Will Microsoft Become Facebook for the Enterprise? | CIO Insight

Will Microsoft Become Facebook for the Enterprise?

Written By
Edward Cone
Edward Cone
Sep 12, 2007
2 minute read

The nation’s fourth largest bank will roll out a social networking service for 110,000 employees over the next several months, giving workers a sophisticated knowledge-management platform that combines the user-friendly approach of the popular Facebook service with broad integration into Wachovia Corp.’s business applications.

The vendor for the big project isn’t one of the many contenders such as Visible Path, SelectMinds and Leverage Software in the burgeoning enterprise social-net market, or the ballyhooed Facebook itself. It’s Microsoft, which offers easy interconnection with other applications via its Office SharePoint Server product. Integration into the daily routine of business was a difference-maker in choosing the software. “Microsoft has a relatively rich technology offering, with natural integration across different product sets,” says Pete Fields, Wachovia’s director of eBusiness for employees. “Desktop and productivity tools are still so Microsoft-centric that it made sense.”

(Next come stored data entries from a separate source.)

use scraper_core::{
    ConfigError, CoreError, CredentialResolver, ErrorCategory, ErrorExt, ErrorReporter,
    RedditApiError, TitleLog,
};
use std::env;

#[test]
fn test_error_codes() {
    let reddit_error = CoreError::RedditApi(RedditApiError::InvalidToken);
    assert_eq!(reddit_error.error_code(), "REDDIT_API");

    let config_error = CoreError::Config(ConfigError::MissingEnvironmentVariable {
        var_name: "LOGIN_INFO_SECRET".to_string(),
    });
    assert_eq!(config_error.error_code(), "CONFIG");

    let io_error = CoreError::Io(std::io::Error::from(std::io::ErrorKind::PermissionDenied));
    assert_eq!(io_error.error_code(), "IO");

    assert_eq!(
        RedditApiError::RateLimitExceeded { retry_after: 60 }.error_code(),
        "REDDIT_RATE_LIMIT"
    );
}

#[test]
fn test_error_categories() {
    let missing = CoreError::Config(ConfigError::MissingEnvironmentVariable {
        var_name: "LOGIN_INFO_CLIENT_ID".to_string(),
    });
    assert_eq!(missing.category(), ErrorCategory::Configuration);

    let rejected = CoreError::RedditApi(RedditApiError::AuthenticationFailed {
        reason: "invalid_grant".to_string(),
    });
    assert_eq!(rejected.category(), ErrorCategory::Authentication);

    let server = CoreError::RedditApi(RedditApiError::ServerError { status_code: 503 });
    assert_eq!(server.category(), ErrorCategory::Network);

    let not_found = CoreError::RedditApi(RedditApiError::SubredditNotFound {
        subreddit: "nope".to_string(),
    });
    assert_eq!(not_found.category(), ErrorCategory::Network);

    let io = CoreError::Io(std::io::Error::from(std::io::ErrorKind::NotFound));
    assert_eq!(io.category(), ErrorCategory::Filesystem);

    let bad_name = CoreError::InvalidInput {
        message: "bad subreddit name".to_string(),
    };
    assert_eq!(bad_name.category(), ErrorCategory::Configuration);
}

#[test]
fn test_exit_codes() {
    let config_error = CoreError::Config(ConfigError::InvalidFormat {
        path: "login_info.json".to_string(),
        details: "expected value".to_string(),
    });
    assert_eq!(config_error.exit_code(), 78);

    let auth_error = CoreError::RedditApi(RedditApiError::InvalidToken);
    assert_eq!(auth_error.exit_code(), 77);

    let timeout = CoreError::RedditApi(RedditApiError::RequestTimeout);
    assert_eq!(timeout.exit_code(), 69);

    let io = CoreError::Io(std::io::Error::from(std::io::ErrorKind::PermissionDenied));
    assert_eq!(io.exit_code(), 74);
}

#[test]
fn test_user_friendly_messages() {
    let reddit_error = CoreError::RedditApi(RedditApiError::InvalidToken);
    let message = reddit_error.user_friendly_message();
    assert!(message.contains("authentication token is invalid"));

    let config_error = CoreError::Config(ConfigError::MissingEnvironmentVariable {
        var_name: "LOGIN_INFO_PASSWORD".to_string(),
    });
    let message = config_error.user_friendly_message();
    assert!(message.contains("LOGIN_INFO_PASSWORD"));

    let subreddit_error = CoreError::RedditApi(RedditApiError::SubredditNotFound {
        subreddit: "minnesotavikings".to_string(),
    });
    assert!(subreddit_error
        .user_friendly_message()
        .contains("minnesotavikings"));
}

#[test]
fn test_error_display_keeps_source_detail() {
    let error = CoreError::from(RedditApiError::RateLimitExceeded { retry_after: 42 });
    assert_eq!(
        error.to_string(),
        "Reddit API error: Rate limit exceeded. Retry after 42 seconds"
    );
}

#[test]
fn test_reporter_exit_code_for_missing_credentials() {
    let absent = env::temp_dir().join(format!("login_absent_{}.json", uuid::Uuid::new_v4()));
    let error = CredentialResolver::new(absent)
        .resolve_with(|_| None)
        .unwrap_err();

    assert_eq!(ErrorReporter::new().report_error(&error), 78);
}

#[test]
fn test_reporter_exit_code_for_unwritable_log() {
    // A directory cannot be opened for appending.
    let error = TitleLog::new(env::temp_dir())
        .append(&["title"])
        .unwrap_err();

    assert!(matches!(error, CoreError::Io(_)));
    assert_eq!(ErrorReporter::default().report_error(&error), 74);
}

#[test]
fn test_reporter_exit_code_for_rejected_login() {
    let error = CoreError::from(RedditApiError::AuthenticationFailed {
        reason: "invalid_grant".to_string(),
    });

    assert_eq!(ErrorReporter::new().report_error(&error), 77);
}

Wachovia is testing its social network in what Fields calls a “proof-of-business-value environment.” The Charlotte, N.C.-based bank, with $720 billion in assets, plans to introduce the social network across three divisions later this year and to the rest of the company by early 2008. Features include search, presence awareness and information sharing on a variety of business topics, along with access to employee-written blogs, wikis and an encyclopedia of all things Wachovia that some users within the bank nicknamed, inevitably, the Wachipedia. “Warm and fuzzyish” aspects are in the mix, too, Fields says. Users can upload pictures of themselves–and not just those hated corporate ID mug shots, either–and community development is expected to be a primary benefit of the system.

The network should also help Wachovia attract new talent as well. “A bright 26-year-old MBA will be seeing the tools and comparing them to what they use in own home, and they compare well,” Fields says. He’s referring to Facebook, of course, an arbiter of Web cred that big companies are eager to embrace even without using the service.

Facebook itself is not marketing its service to companies as a tool for knowledge management or other business functions or offering customized versions to corporations. Fields says he finds that lack of enterprise initiative puzzling for a company that commands such mindshare in a hot new field, but he’s satisfied that the Microsoft alternative is right for the big bank.